Identification of the First Steps in Charge Separation in Bacterial Photosynthetic Reaction Centers of Rhodobacter sphaeroides by Ultrafast Mid-Infrared Spectroscopy: Electron Transfer and Protein Dynamics

Abstract

Time-resolved visible pump/mid-infrared (mid-IR) probe spectroscopy in the region between 1600 and 1800 cm −1 was used to investigate electron transfer, radical pair relaxation, and protein relaxation at room temperature in the Rhodobacter sphaeroides reaction center (RC). Wild-type RCs both with and without the quinone electron acceptor Q A, were excited at 600 nm (nonselective excitation), 800 nm (direct excitation of the monomeric bacteriochlorophyll (BChl) cofactors), and 860 nm (direct excitation of the dimer of primary donor ( P) BChls ( P L/ P M)). The region between 1600 and 1800 cm −1 encompasses absorption changes associated with carbonyl (C O) stretch vibrational modes of the cofactors and protein.
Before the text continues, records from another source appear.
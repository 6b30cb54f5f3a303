// Unravel
// Copyright (c) 2026 The Project Unravel Developers.
//
// This Source Code Form is subject to the terms of the Mozilla Public
// License, v. 2.0. If a copy of the MPL was not distributed with this
// file, You can obtain one at https://mozilla.org/MPL/2.0/.

//! The `codecs` module provides the options common to all symbol decoders.

/// The default maximum number of symbols a single decode may produce.
pub const DEFAULT_SYMBOL_LIMIT: usize = 1 << 28;

/// `Limit` defines an upper-bound on how much of a resource should be allocated when the amount to
/// be allocated is specified by the input rather than by the caller.
///
/// All limits can be defaulted to a reasonable value. These defaults will generally not break any
/// normal stream.
#[derive(Copy, Clone, Debug, PartialEq, Eq)]
pub enum Limit {
    /// Do not impose any limit.
    None,
    /// Use the (reasonable) default.
    Default,
    /// Specify the upper limit of the resource. Units are use-case specific.
    Maximum(usize),
}

impl Limit {
    /// Gets the numeric limit of the limit, or default value. If there is no limit, None is
    /// returned.
    pub fn limit_or_default(&self, default: usize) -> Option<usize> {
        match self {
            Limit::None => None,
            Limit::Default => Some(default),
            Limit::Maximum(max) => Some(*max),
        }
    }
}

impl Default for Limit {
    fn default() -> Self {
        Limit::Default
    }
}

/// `DecoderOptions` is a common set of options that all symbol decoders use.
#[derive(Copy, Clone, Debug, Default)]
pub struct DecoderOptions {
    /// The link table should be verified before any stream is decoded with it.
    pub verify: bool,
    /// The maximum number of symbols a single decode may produce.
    pub limit_symbols: Limit,
}

#[cfg(test)]
mod tests {
    use super::*;

    #[test]
    fn verify_limit_or_default() {
        assert_eq!(Limit::None.limit_or_default(8), None);
        assert_eq!(Limit::Default.limit_or_default(8), Some(8));
        assert_eq!(Limit::Maximum(3).limit_or_default(8), Some(3));

        let opts: DecoderOptions = Default::default();
        assert!(!opts.verify);
        assert_eq!(opts.limit_symbols, Limit::Default);
    }
}
use alloc::vec::Vec;

use super::handle::Handle;

#[derive(Clone)]
pub(crate) struct Arena<T> {
    slots: Vec<Option<T>>,
    free: Vec<Handle>,
}

impl<T> Arena<T> {
    pub(crate) const fn new() -> Self {
        Self {
            slots: Vec::new(),
            free: Vec::new(),
        }
    }

    pub(crate) fn with_capacity(capacity: usize) -> Self {
        Self {
            slots: Vec::with_capacity(capacity),
            free: Vec::new(),
        }
    }

    pub(crate) fn capacity(&self) -> usize {
        self.slots.capacity()
    }

    pub(crate) const fn len(&self) -> usize {
        self.slots.len().saturating_sub(self.free.len())
    }

    pub(crate) fn alloc(&mut self, element: T) -> Handle {
        if let Some(h) = self.free.pop() {
            // Reuse a free slot/handle.
            self.slots[h.to_index()] = Some(element);
            h
        } else {
            assert!(
                self.slots.len() < Handle::MAX,
                "`Arena::alloc()` - arena is at maximum capacity ({})",
                Handle::MAX
            );
            self.slots.push(Some(element));
            Handle::from_index(self.slots.len() - 1)
        }
    }

    #[inline]
    pub(crate) fn get(&self, handle: Handle) -> &T {
        self.slots[handle.to_index()].as_ref().expect("`Arena::get()` - `handle` is invalid!")
    }

    #[inline]
    pub(crate) fn get_mut(&mut self, handle: Handle) -> &mut T {
        self.slots[handle.to_index()].as_mut().expect("`Arena::get_mut()` - `handle` is invalid!")
    }

    /// Returns a mutable reference to an element by handle from a raw slot pointer.
    ///
    /// # Safety
    /// - `base` must come from [`Arena::as_mut_ptr`] on an arena that is still alive and has
    ///   not been structurally modified since.
    /// - No other reference to the element at `handle` may exist for `'a`.
    #[inline]
    pub(crate) unsafe fn get_mut_ptr<'a>(base: *mut Option<T>, handle: Handle) -> &'a mut T {
        // SAFETY: Caller guarantees `base` is valid and that this slot is not aliased.
        unsafe { (*base.add(handle.to_index())).as_mut().expect("`Arena::get_mut_ptr()` - `handle` is invalid!") }
    }

    #[inline]
    pub(crate) fn as_mut_ptr(&mut self) -> *mut Option<T> {
        self.slots.as_mut_ptr()
    }

    /// Exchanges the elements stored at `a` and `b`.
    pub(crate) fn swap(&mut self, a: Handle, b: Handle) {
        self.slots.swap(a.to_index(), b.to_index());
    }

    pub(crate) fn take(&mut self, handle: Handle) -> T {
        let element = self.slots[handle.to_index()].take().expect("`Arena::take()` - `handle` is invalid!");
        self.free.push(handle);
        element
    }

    pub(crate) fn clear(&mut self) {
        self.slots.clear();
        self.free.clear();
    }
}
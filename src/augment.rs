//! Hooks that let a tree carry derived per-node data.
//!
//! The rebalancing engine knows nothing about what an augmentation stores. It calls the three
//! [`Augment`] methods at fixed points of every structural mutation and hands over a read-only
//! [`TreeView`] of the shape at that moment. [`SubtreeSizes`](crate::SubtreeSizes) is the
//! augmentation behind the order-statistic collections; [`NoAugment`] is the default and
//! compiles away.

use crate::raw::{Arena, Color, Entry, Handle, Links};

/// Bookkeeping that piggybacks on tree mutations.
///
/// All methods default to doing nothing.
///
/// # Contract
///
/// - [`on_inserted`](Augment::on_inserted): `node` has just been attached as a red leaf. It
///   runs before any rebalancing rotation.
/// - [`on_removing`](Augment::on_removing): `node` is about to be unlinked. It has at most one
///   real child, which will take its place under the same parent. Every other entry already
///   holds its final key and value.
/// - [`on_rotated`](Augment::on_rotated): a single rotation just completed. `old_root` is now a
///   child of `new_root`; no other node changed its subtree.
///
/// # Examples
///
/// Counting rotations:
///
/// ```
/// use rubi_tree::{Augment, Handle, Natural, TreeMap, TreeView};
///
/// #[derive(Default)]
/// struct Rotations(usize);
///
/// impl Augment for Rotations {
///     fn on_rotated<K, V>(&mut self, _: &TreeView<'_, K, V>, _: Handle, _: Handle) {
///         self.0 += 1;
///     }
/// }
///
/// let mut map = TreeMap::with_augment(Natural, Rotations::default());
/// for i in 0..3 {
///     map.insert(i, ());
/// }
/// assert_eq!(map.augment().0, 1);
/// ```
pub trait Augment {
    /// Called after `node` is attached, before rebalancing.
    fn on_inserted<K, V>(&mut self, tree: &TreeView<'_, K, V>, node: Handle) {
        let _ = (tree, node);
    }

    /// Called before `node` is unlinked from the tree.
    fn on_removing<K, V>(&mut self, tree: &TreeView<'_, K, V>, node: Handle) {
        let _ = (tree, node);
    }

    /// Called after a rotation moved `new_root` above `old_root`.
    fn on_rotated<K, V>(&mut self, tree: &TreeView<'_, K, V>, old_root: Handle, new_root: Handle) {
        let _ = (tree, old_root, new_root);
    }
}

/// The augmentation that does nothing.
#[derive(Clone, Copy, Debug, Default, Eq, PartialEq, Hash)]
pub struct NoAugment;

impl Augment for NoAugment {}

/// A read-only view of a tree's shape, passed to [`Augment`] hooks.
///
/// Every accessor accepts [`Handle::NIL`]; links of the sentinel are `NIL` and it is black.
pub struct TreeView<'a, K, V> {
    pub(crate) links: &'a [Links],
    pub(crate) entries: &'a Arena<Entry<K, V>>,
    pub(crate) root: Handle,
}

impl<K, V> Clone for TreeView<'_, K, V> {
    fn clone(&self) -> Self {
        *self
    }
}

impl<K, V> Copy for TreeView<'_, K, V> {}

impl<'a, K, V> TreeView<'a, K, V> {
    /// The root, or `NIL` for an empty tree.
    #[must_use]
    pub const fn root(&self) -> Handle {
        self.root
    }

    /// Left child of `node`.
    #[must_use]
    pub fn left(&self, node: Handle) -> Handle {
        self.links[node.slot()].left
    }

    /// Right child of `node`.
    #[must_use]
    pub fn right(&self, node: Handle) -> Handle {
        self.links[node.slot()].right
    }

    /// Parent of `node`; `NIL` for the root.
    #[must_use]
    pub fn parent(&self, node: Handle) -> Handle {
        self.links[node.slot()].parent
    }

    /// Returns `true` if `node` is red. The sentinel is black.
    #[must_use]
    pub fn is_red(&self, node: Handle) -> bool {
        self.links[node.slot()].color == Color::Red
    }

    /// Key and value stored at `node`, or `None` for the sentinel.
    #[must_use]
    pub fn entry(&self, node: Handle) -> Option<(&'a K, &'a V)> {
        (!node.is_nil()).then(|| {
            let entry = self.entries.get(node);
            (&entry.key, &entry.value)
        })
    }
}
//! Red-black tree collections for Rust.
//!
//! This crate provides an ordered map and an ordered set built on one red-black engine, plus
//! order-statistic variants of both:
//!
//! - [`RBTreeMap`] / [`RBTreeSet`] - ordered collections with strict and weak
//!   successor/predecessor queries alongside the usual `BTreeMap`/`BTreeSet` surface
//! - [`OSRBTreeMap`] / [`OSRBTreeSet`] - the same collections with O(log n)
//!   [`select`](TreeMap::select) and [`rank`](TreeMap::rank)
//!
//! All four are instantiations of [`TreeMap`] and [`TreeSet`], generic over a key ordering
//! ([`Compare`]) and an augmentation ([`Augment`]) that observes every structural mutation.
//!
//! # Example
//!
//! ```
//! use rubi_tree::{OSRBTreeMap, Rank};
//!
//! let mut scores = OSRBTreeMap::new();
//! scores.insert("Alice", 100);
//! scores.insert("Bob", 85);
//! scores.insert("Carol", 92);
//!
//! // Standard map operations work as expected
//! assert_eq!(scores.get(&"Bob"), Some(&85));
//! assert_eq!(scores.len(), 3);
//!
//! // Order-statistic operations (O(log n))
//! let (name, score) = scores.select(1).unwrap();
//! assert_eq!((*name, *score), ("Bob", 85)); // Keys are sorted alphabetically
//!
//! assert_eq!(scores.rank(&"Carol"), (2, Some(&92)));
//! assert_eq!(scores.rank(&"Bea"), (1, None)); // would sit between Alice and Bob
//!
//! // Index by rank
//! assert_eq!(scores[Rank(0)], 100);
//!
//! // Neighbour queries
//! assert_eq!(scores.strict_successor_of(&"Alice"), Some((&"Bob", &85)));
//! assert_eq!(scores.weak_predecessor_of(&"Bz"), Some((&"Bob", &85)));
//! ```
//!
//! # Features
//!
//! - **`no_std` compatible** - Only requires `alloc`, no standard library dependency
//! - **Custom orderings** - any `Fn(&K, &K) -> Ordering` closure can order a collection
//! - **Pluggable bookkeeping** - [`Augment`] hooks fire on insert, remove and every rotation
//!
//! # Implementation
//!
//! Nodes live in a slot arena addressed by [`Handle`]s; slot `0` is a shared black sentinel
//! standing in for every leaf and for the root's parent. Removing a node with two children
//! moves its in-order successor's entry into its slot and unlinks the successor instead, so at
//! most one node is ever spliced out per removal.

#![no_std]
// These forbid rules and lint groups are meant to be very restrictive.
// NOTE: `IterMut` hands out disjoint `&mut` into the arena through a raw pointer.
// #![forbid(unsafe_code)]
#![forbid(keyword_idents)]
#![forbid(non_ascii_idents)]
#![forbid(unreachable_pub)]
#![warn(clippy::all)]
#![warn(clippy::cargo)]
#![warn(clippy::pedantic)]
// Enable coverage attributes for nightly builds.
#![cfg_attr(coverage_nightly, feature(coverage_attribute))]

extern crate alloc;

mod augment;
mod compare;
mod error;
mod order_statistic;
mod raw;

pub mod tree_map;
pub mod tree_set;

pub use augment::{Augment, NoAugment, TreeView};
pub use compare::{Compare, Natural};
pub use error::{Result, TreeError};
pub use order_statistic::{Rank, SubtreeSizes};
pub use raw::Handle;
pub use tree_map::{OSRBTreeMap, RBTreeMap, TreeMap};
pub use tree_set::{OSRBTreeSet, RBTreeSet, TreeSet};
After photoexcitation of the RC the primary electron donor P excited singlet state ( P*) decayed on a timescale of 3.7 ps to the state P + B L − (where B L is the accessory BChl electron acceptor). This is the first report of the mid-IR absorption spectrum of P + B L − ; the difference spectrum indicates that the 9-keto C O stretch of B L is located around 1670–1680 cm −1. After subsequent electron transfer to the bacteriopheophytin H L in ∼1 ps, the state P + H L − was formed. A sequential analysis and simultaneous target analysis of the data showed a relaxation of the P + H L − radical pair on the ∼20 ps timescale, accompanied by a change in the relative ratio of the P L + and P M + bands and by a minor change in the band amplitude at 1640 cm −1 that may be tentatively ascribed to the response of an amide C O to the radical pair formation. We conclude that the drop in free energy associated with the relaxation of P + H L − , is due to an increased localization of the electron hole on the P L half of the dimer and a further consequence is a reduction in the electrical field causing the Stark shift of one or more amide C O oscillators.